Neural Citation No.: [2003] EWHC 1424 (Admin)

IN THE HIGH COURT OF JUSTICE

ADMINISTRATIVE COURT

Royal Courts of Justice

Strand,

London, WC2A 2LL

Thursday 19 June 2003

Before :

THE HONOURABLE MR JUSTICE NEWMAN

Between :

London Borough of Wandsworth

Appellant

- and -

(1) Mrs K

(2) Special Educational Needs and Disability Tribunal

Respondents

(Transcript of the Handed Down Judgment of

Smith Bernal Wordwave Limited, 190 Fleet Street

London EC4A 2AG

Tel No: 020 7421 4040, Fax No: 020 7831 8838

Official Shorthand Writers to the Court)

Peter Oldham (instructed by London Borough of Wandsworth) for the Appellant

David Wolfe (instructed by Levenes Solicitors) for A

Judgment

Mr Justice Newman :

1.

This is a statutory appeal by the London Borough of Wandsworth, the local education authority (“the LEA”), against a decision of the second respondent (the Tribunal) who heard an appeal by Mrs K in connection with a statement of special educational needs (the Statement) which had been prepared in connection with her son A. The appeal is concerned with one issue namely that part of the decision of the Tribunal to place the provision for applied behavioural analysis (ABA provision) within Part 3 of the Statement of Special Educational Needs.

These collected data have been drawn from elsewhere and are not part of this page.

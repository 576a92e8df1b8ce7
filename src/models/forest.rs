//! Isolation forest: an ensemble of randomized partitioning trees.
//!
//! Anomalies are separated from the rest of the data in fewer random splits, so a
//! short average path length across the ensemble marks a row as anomalous.

use crate::error::{PipelineError, Result};
use ndarray::{Array1, Array2, ArrayView1, ArrayView2};
use rand::rngs::StdRng;
use rand::seq::index;
use rand::{Rng, SeedableRng};
use rayon::prelude::*;
use serde::{Deserialize, Serialize};

const EULER_GAMMA: f64 = 0.577_215_664_901_532_9;

/// Average path length of an unsuccessful search in a binary search tree of `n` nodes.
///
/// Used both to normalize path lengths and to credit the unbuilt depth below a leaf
/// that still holds more than one row.
pub fn average_path_length(n: usize) -> f64 {
    match n {
        0 | 1 => 0.0,
        2 => 1.0,
        _ => {
            let n = n as f64;
            2.0 * ((n - 1.0).ln() + EULER_GAMMA) - 2.0 * (n - 1.0) / n
        }
    }
}

#[derive(Debug, Clone, PartialEq, Serialize, Deserialize)]
enum Node {
    Split {
        feature: usize,
        threshold: f64,
        left: usize,
        right: usize,
    },
    Leaf {
        size: usize,
    },
}

/// One randomized partitioning tree, stored as a node arena rooted at index 0.
#[derive(Debug, Clone, PartialEq, Serialize, Deserialize)]
pub struct IsolationTree {
    nodes: Vec<Node>,
}

impl IsolationTree {
    /// Grow a tree over the rows of `data` listed in `sample`.
    fn grow(
        data: &ArrayView2<f64>,
        sample: &mut [usize],
        max_depth: usize,
        rng: &mut StdRng,
    ) -> Self {
        let mut tree = Self { nodes: Vec::new() };
        tree.build(data, sample, 0, max_depth, rng);
        tree
    }

    fn build(
        &mut self,
        data: &ArrayView2<f64>,
        rows: &mut [usize],
        depth: usize,
        max_depth: usize,
        rng: &mut StdRng,
    ) -> usize {
        let id = self.nodes.len();
        self.nodes.push(Node::Leaf { size: rows.len() });

        if depth >= max_depth || rows.len() <= 1 {
            return id;
        }

        // Only features that still vary inside this node can split it.
        let candidates: Vec<(usize, f64, f64)> = (0..data.ncols())
            .filter_map(|feature| {
                let (min, max) = rows
                    .iter()
                    .map(|&r| data[[r, feature]])
                    .fold((f64::INFINITY, f64::NEG_INFINITY), |(lo, hi), v| {
                        (lo.min(v), hi.max(v))
                    });
                (max > min && (max - min).is_finite()).then_some((feature, min, max))
            })
            .collect();

        if candidates.is_empty() {
            return id;
        }

        let (feature, min, max) = candidates[rng.gen_range(0..candidates.len())];
        let threshold = rng.gen_range(min..max);

        let mut split = 0;
        for i in 0..rows.len() {
            if data[[rows[i], feature]] <= threshold {
                rows.swap(split, i);
                split += 1;
            }
        }

        let (left_rows, right_rows) = rows.split_at_mut(split);
        let left = self.build(data, left_rows, depth + 1, max_depth, rng);
        let right = self.build(data, right_rows, depth + 1, max_depth, rng);
        self.nodes[id] = Node::Split {
            feature,
            threshold,
            left,
            right,
        };

        id
    }

    /// Depth at which `row` lands, plus the expected remaining depth of its leaf.
    pub fn path_length(&self, row: ArrayView1<f64>) -> f64 {
        let mut node = 0;
        let mut depth = 0.0;
        loop {
            match &self.nodes[node] {
                Node::Split {
                    feature,
                    threshold,
                    left,
                    right,
                } => {
                    node = if row[*feature] <= *threshold { *left } else { *right };
                    depth += 1.0;
                }
                Node::Leaf { size } => return depth + average_path_length(*size),
            }
        }
    }

    pub fn node_count(&self) -> usize {
        self.nodes.len()
    }
}

/// Fitted ensemble
#[derive(Debug, Clone, PartialEq, Serialize, Deserialize)]
pub struct IsolationForest {
    trees: Vec<IsolationTree>,
    /// Rows drawn per tree
    sample_size: usize,
    n_features: usize,
}

impl IsolationForest {
    /// Build `n_estimators` trees, each on its own subsample of at most `max_samples` rows.
    ///
    /// Per-tree seeds are drawn up front from `seed`, so the ensemble is identical however
    /// the trees are scheduled across threads.
    pub fn fit(
        data: &Array2<f64>,
        n_estimators: usize,
        max_samples: usize,
        seed: u64,
    ) -> Result<Self> {
        let n_rows = data.nrows();
        if n_rows < 2 {
            return Err(PipelineError::fit(format!(
                "need at least 2 rows to grow isolation trees, got {}",
                n_rows
            )));
        }
        if n_estimators == 0 {
            return Err(PipelineError::fit("n_estimators must be positive"));
        }
        if data.ncols() == 0 {
            return Err(PipelineError::fit("feature matrix has no columns"));
        }
        let all_constant = data
            .columns()
            .into_iter()
            .all(|column| column.iter().all(|v| *v == column[0]));
        if all_constant {
            return Err(PipelineError::fit("every feature has zero variance"));
        }

        let sample_size = max_samples.min(n_rows);
        let max_depth = (sample_size as f64).log2().ceil() as usize;

        let mut master = StdRng::seed_from_u64(seed);
        let seeds: Vec<u64> = (0..n_estimators).map(|_| master.gen()).collect();

        let view = data.view();
        let trees = seeds
            .par_iter()
            .map(|&tree_seed| {
                let mut rng = StdRng::seed_from_u64(tree_seed);
                let mut sample = index::sample(&mut rng, n_rows, sample_size).into_vec();
                IsolationTree::grow(&view, &mut sample, max_depth, &mut rng)
            })
            .collect();

        Ok(Self {
            trees,
            sample_size,
            n_features: data.ncols(),
        })
    }

    pub fn n_estimators(&self) -> usize {
        self.trees.len()
    }

    pub fn n_features(&self) -> usize {
        self.n_features
    }

    pub fn sample_size(&self) -> usize {
        self.sample_size
    }

    /// Mean path length of `row` across all trees.
    pub fn mean_path_length(&self, row: ArrayView1<f64>) -> f64 {
        self.trees.iter().map(|t| t.path_length(row)).sum::<f64>() / self.trees.len() as f64
    }

    /// Raw anomaly scores in `[-1, 0)`; lower means isolated in fewer splits.
    pub fn score_samples(&self, data: &Array2<f64>) -> Result<Array1<f64>> {
        if data.ncols() != self.n_features {
            return Err(PipelineError::contract(format!(
                "expected {} features, got {}",
                self.n_features,
                data.ncols()
            )));
        }

        let normalizer = average_path_length(self.sample_size);
        let scores: Vec<f64> = (0..data.nrows())
            .into_par_iter()
            .map(|i| -(2f64.powf(-self.mean_path_length(data.row(i)) / normalizer)))
            .collect();

        Ok(Array1::from(scores))
    }
}

#[cfg(test)]
mod tests {
    use super::*;
    use ndarray::array;

    fn clustered_with_outlier() -> Array2<f64> {
        let mut rows: Vec<f64> = Vec::new();
        for i in 0..60 {
            let jitter = (i % 7) as f64 * 0.05;
            rows.extend_from_slice(&[1.0 + jitter, 2.0 - jitter]);
        }
        rows.extend_from_slice(&[25.0, -30.0]);
        Array2::from_shape_vec((61, 2), rows).unwrap()
    }

    #[test]
    fn test_average_path_length() {
        assert_eq!(average_path_length(0), 0.0);
        assert_eq!(average_path_length(1), 0.0);
        assert_eq!(average_path_length(2), 1.0);
        assert!((average_path_length(256) - 10.244_770_920_183_317).abs() < 1e-9);
    }

    #[test]
    fn test_outlier_has_lowest_score() {
        let data = clustered_with_outlier();
        let forest = IsolationForest::fit(&data, 100, 256, 7).unwrap();
        let scores = forest.score_samples(&data).unwrap();

        let outlier = scores[60];
        assert!(scores.iter().take(60).all(|s| *s > outlier));
        assert!(scores.iter().all(|s| *s < 0.0 && *s >= -1.0));
    }

    #[test]
    fn test_same_seed_same_forest() {
        let data = clustered_with_outlier();
        let a = IsolationForest::fit(&data, 50, 32, 42).unwrap();
        let b = IsolationForest::fit(&data, 50, 32, 42).unwrap();

        assert_eq!(a, b);
        assert_eq!(a.score_samples(&data).unwrap(), b.score_samples(&data).unwrap());
    }

    #[test]
    fn test_depth_is_bounded_by_sample_size() {
        let data = clustered_with_outlier();
        let forest = IsolationForest::fit(&data, 10, 16, 3).unwrap();

        assert_eq!(forest.sample_size(), 16);
        // Depth limit 4 allows at most 2^5 - 1 nodes.
        assert!(forest.trees.iter().all(|t| t.node_count() <= 31));
    }

    #[test]
    fn test_fit_errors() {
        let single = array![[1.0, 2.0]];
        assert!(matches!(
            IsolationForest::fit(&single, 10, 256, 0),
            Err(PipelineError::Fit { .. })
        ));

        let constant = array![[1.0, 2.0], [1.0, 2.0], [1.0, 2.0]];
        assert!(matches!(
            IsolationForest::fit(&constant, 10, 256, 0),
            Err(PipelineError::Fit { .. })
        ));
    }

    #[test]
    fn test_overflowing_range_is_never_split() {
        let data = array![[-1e308, 1.0], [1e308, 2.0], [1e308, 3.0], [-1e308, 4.0]];
        let forest = IsolationForest::fit(&data, 20, 256, 5).unwrap();
        let scores = forest.score_samples(&data).unwrap();

        assert!(scores.iter().all(|s| s.is_finite()));
        for tree in &forest.trees {
            assert!(tree
                .nodes
                .iter()
                .all(|n| !matches!(n, Node::Split { feature: 0, .. })));
        }
    }

    #[test]
    fn test_wrong_width_is_contract_error() {
        let data = clustered_with_outlier();
        let forest = IsolationForest::fit(&data, 5, 16, 1).unwrap();

        assert!(matches!(
            forest.score_samples(&array![[1.0, 2.0, 3.0]]),
            Err(PipelineError::Contract { .. })
        ));
    }
}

Before turning to the appeal, I propose to deal with a preliminary issue which arose in connection with the appropriate parties to the appeal.

The Preliminary Issue

2.

A, who was the subject of the Tribunal hearing, had by the date of the appeal hearing applied for and obtained public funding to be represented in the appeal. At no time has he been joined. At the time of the application for legal aid to the Legal Services Commission a statement was provided in support of the application. Mr Wolfe, counsel instructed for A, contributed to it and confirmed to the court that the purpose of the document was to draw together all matters relevant for consideration by the Legal Services Commission. The document made no reference to The Queen v SENT ex parte South Glamorgan County Council 1996 ELR 326 and more particularly the observation of Lord Justice Thorpe at page 331 at E where he said:

“……it would seem to me an abuse of a legal aid process for such a family to put the child forward as a party simply so that the family’s case can be put at the public expense when the family is not truly a family that qualifies for that support.”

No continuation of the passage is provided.